191.精读《小逻辑》笔记88——本质论第136节

 

黑格尔在这里并没有把力讲透彻,或者这因为,“力”并不是他所要讲的主要对象,而只是为了印证他关于“内”“外”关系、整体与部分关系的一种例子而已。——这一节内容中,这种感觉比较强烈。因为,单单是“力”本身,并不是那么简单能够说清楚的。而黑格尔在这里主要是通过说力和力的表现说明事物之关系这一问题。力实际上就是力的表现,没有表现,也就无所谓力。而力是推动者,是从整体无穷推进到部分,或者从部分无穷推进到整体的动力。

 

Force and the expression of force  (力和力的表现)

§136

[b]The one-and-same of this correlation (the self-relation found in it) is thus immediately a negative self-relation. The correlation is in short the mediating process whereby one and the same is first unaffected towards difference, and secondly is the negative self-relation, which repels itself as reflection-into-self to difference, and invests itself(as reflection-into-something-else)with existence, whilst it conversely leads back this reflection-into-other to self-relation and indifference. This gives the correlation of Force and its Expression.

(b)因此上述那种全体和部分的关系中唯一和同一的东西,即出现在那种关系中的自身联系,乃是一种直接的否定的自身联系,而且也可说是一种自身中介的过程,在这个过程里,那唯一和同一的东西(即自身联系)本是与差别不相干的。可是这自身联系即是否定的自身联系,它就对自己本身作为自身反映而形成的差别持排斥态度。并且把自己设定为反映他物而实存着的东西,而且反过来,又把这种反映他物引回到自身关系和无差别。这就发展到力和力的表现。

(能够引导物自身产生区分,把物质所反映东西不断发挥出来,这就是力的作用。)

The relationship of whole and part is the immediate and therefore unintelligent (mechanical) relation——a revulsion of self-identity into mere variety. Thus we pass from the whole to the parts, and from the parts to the whole: in the one we forget its opposition to the other, while each on its own account, at one time the whole, at another the parts, is taken to be an independent existence. In other words, when the parts are declared to subsist in the whole, and the whole to consist of the parts, we have either member of the relation at different times taken to be permanently subsistent, while the other is non-essential. In its superficial form the mechanical nexus consists in the parts being independent of each other and of the whole.

全体和部分的关系是直接的,因而是无意义的(机械的)关系,并且是一种将自身同一性转化为差异性的过程。在这转化过程里,全体过渡为部分,部分过渡为全体,而且在这一方面,便忘记了它与那一个方面的对立,因为每一方面,无论全体一面,或个别一面都各自被认为是独立存在。
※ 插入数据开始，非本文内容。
//! Core types shared across recordx facilities
//!
//! This crate holds the small vocabulary used by both the error facility
//! and the logging facility of `recordx-core`:
//!
//! - **Correlation types**: AssertionId, TraceId, AssertionContext
//! - **Sensitive data**: Sensitive<T> marker for redacted attribute values
//! - **Schema constants**: Canonical field keys and event names

pub mod correlation;
pub mod schema;
pub mod sensitive;

pub use correlation::{AssertionContext, AssertionId, TraceId};
pub use sensitive::{Sensitive, REDACTED};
换言之,如认为部分持存与全体内,并以全体为部分所构成,则我们一时便会认为全体是持存的,另一时又会认部分是持存的,同时每一方都认为对方是不重要的。机械关系的肤浅性一般即在于各部分即彼此独立,而部分又离全体而独立。

(部分和全体互相过渡,这只是一种机械的关系,并没有进展。也不能带来什么新的东西。)
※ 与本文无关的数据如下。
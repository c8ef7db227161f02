//! Assertion orchestration.
//!
//! Block matchers (`update_record`, `destroy_record`) drive the full
//! protocol around an action: arm the interception point, capture state,
//! run the action exactly once, re-capture, classify, and compose a
//! [`Verdict`]. `be_record` compares two entity handles.
//!
//! ```ignore
//! let verdict = expect_block(|scope| controller.update(scope, params))
//!     .to(update_record(&user, Expectation::new().attr("age", 30)).using_delegate::<UserForm>())?;
//! ```
//!
//! Misuse of the harness comes back as `Err`; a misbehaving system under
//! test comes back as `Ok` with a failed verdict.

pub mod be_record;
pub mod destroy_record;
pub mod update_record;
pub mod verdict;

pub use be_record::{be_record, BeRecord};
pub use destroy_record::{destroy_record, DestroyRecord};
pub use update_record::{update_record, UpdateRecord};
pub use verdict::{Verdict, VerdictFailure};

use crate::attribution::InterceptionPoint;
use crate::entity::Entity;
use crate::errors::Result;
use crate::{log_op_end, log_op_error, log_op_start};
use recordx_core_types::schema::EVENT_PHASE;
use recordx_core_types::AssertionContext;
use std::time::Instant;

/// The action under test, invoked exactly once
pub type Action<'f> = Box<dyn FnOnce(&InterceptionPoint<'_>) + 'f>;

/// A matcher over an action block
pub trait BlockMatcher {
    /// Run the protocol; `None` means the host supplied no block
    ///
    /// # Errors
    ///
    /// Returns configuration errors (`MissingAction`, `UnknownAttribute`,
    /// ...) and persistence failures. Behaviour violations are `Ok` verdicts.
    fn matches(&mut self, action: Option<Action<'_>>) -> Result<Verdict>;
}

/// A matcher over an entity handle
pub trait EntityMatcher {
    /// # Errors
    ///
    /// Implementations return errors only for harness misuse.
    fn matches(&mut self, actual: &dyn Entity) -> Result<Verdict>;
}

/// Block expectation, as produced by [`expect_block`]
pub struct Block<'f> {
    action: Option<Action<'f>>,
}

/// Capture an action for a block matcher
pub fn expect_block<'f, F>(action: F) -> Block<'f>
where
    F: FnOnce(&InterceptionPoint<'_>) + 'f,
{
    Block {
        action: Some(Box::new(action)),
    }
}

impl<'f> Block<'f> {
    /// A block expectation with no action, as a host library may hand over
    pub fn missing() -> Self {
        Self { action: None }
    }

    /// # Errors
    ///
    /// See [`BlockMatcher::matches`].
    pub fn to<M: BlockMatcher>(self, mut matcher: M) -> Result<Verdict> {
        matcher.matches(self.action)
    }
}

/// Value expectation over an entity, as produced by [`expect_entity`]
pub struct EntityExpectation<'e> {
    actual: &'e dyn Entity,
}

pub fn expect_entity(actual: &dyn Entity) -> EntityExpectation<'_> {
    EntityExpectation { actual }
}

impl EntityExpectation<'_> {
    /// # Errors
    ///
    /// See [`EntityMatcher::matches`].
    pub fn to<M: EntityMatcher>(self, mut matcher: M) -> Result<Verdict> {
        matcher.matches(self.actual)
    }
}

/// Orchestrator state
#[derive(Debug, Clone, Copy, PartialEq, Eq)]
pub enum Phase {
    Idle,
    /// Attribute set resolved, interception point installed
    Armed,
    /// Action running between the before and after captures
    Executing,
    /// Update flavor: classifying change records
    Diffing,
    /// Destroy flavor: checking existence and service attribution
    Verifying,
    Verdict,
}

impl Phase {
    pub fn as_str(&self) -> &'static str {
        match self {
            Phase::Idle => "idle",
            Phase::Armed => "armed",
            Phase::Executing => "executing",
            Phase::Diffing => "diffing",
            Phase::Verifying => "verifying",
            Phase::Verdict => "verdict",
        }
    }
}

pub(crate) fn log_phase(op: &'static str, context: &AssertionContext, phase: Phase) {
    tracing::trace!(
        op = op,
        event = EVENT_PHASE,
        assertion_id = %context.assertion_id,
        phase = phase.as_str(),
    );
}

/// Wrap one assertion run with start/end logging and correlation
pub(crate) fn run_logged<F>(
    op: &'static str,
    context: &AssertionContext,
    subject: &dyn Entity,
    run: F,
) -> Result<Verdict>
where
    F: FnOnce() -> Result<Verdict>,
{
    let start = Instant::now();
    log_op_start!(
        op,
        assertion_id = %context.assertion_id,
        entity_type = subject.entity_type(),
        entity_id = %subject.id(),
    );

    let result = run();
    let duration_ms = start.elapsed().as_millis() as u64;

    match result {
        Ok(verdict) => {
            log_op_end!(
                op,
                duration_ms = duration_ms,
                assertion_id = %context.assertion_id,
                passed = verdict.is_success(),
            );
            Ok(verdict.for_assertion(context.assertion_id.clone()))
        }
        Err(err) => {
            log_op_error!(
                op,
                err.clone(),
                duration_ms = duration_ms,
                assertion_id = %context.assertion_id,
            );
            let err = err.with_assertion_id(context.assertion_id.clone());
            Err(match &context.trace_id {
                Some(trace_id) => err.with_trace_id(trace_id.clone()),
                None => err,
            })
        }
    }
}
This relation may be adopted for the progression ad infinitum, in the case of the divisibility of matter: and then it becomes an unintelligent alternation with the two sides. A thing at one time is taken as a whole: then we go on to specify the parts: this specifying is forgotten, and what was a part is regarded as a whole: then the specifying of the part comes up again, and so on for ever. But if this infinity be taken as the negative which it is, it is the negative self-relating element in the correlation——Force, the self-identical whole, or immanency——which yet supersedes this immanency and gives itself expression; and conversely the expression which vanishes and returns into Force.

这种无聊的两方面循环往复的抽象关系也可以采取递推无穷的方式。物质之可分性的无穷进展的关系就是如此:一个东西在一旦被认作是全体,于是便进入对其部分的分析,而这个规定旋即被忘记,反而认这部分是全体,于是又重新开始寻找其部分,如此递推以至无穷。但如果将这种无穷递推的过程认为是否定的东西——它本身就是否定的东西——那么它就是这两方关系中的否定的自身联系,它就是力,一个作为自在存在的自身同一的全体。同时它又是自己扬弃其内在存在并且表现其自身于外,这就是力的表现。反过来,这力的表现又消逝了而回复到力。

(但是“力”的出现,将两方面的机械联系递推到无穷,物的无限可分性因而得到充分的体现,物在无限可分中体现其本质。)

Force, notwithstanding this infinity, is also finite: for the content, or the one and the same of the Force and its out-putting, is this identity at first only for the observer: the two sides of the relation are not yet, each on its own account, the concrete identity of that one and same, not yet the totality. For one another they are therefore different, and the relationship is a finite one. Force consequently requires solicitation from without: it works blindly: and on account of this defectiveness of form, the content is also limited and accidental. It is not yet genuinely identical with the form: not yet is it as a notion and an end; that is to say, it is not intrinsically and actually determinate. This difference is most vital, but not easy to apprehend: it will assume a clearer formulation when we reach Design. If it be overlooked, it leads to the confusion of conceiving God as Force, a confusion from which Herder's God especially suffers.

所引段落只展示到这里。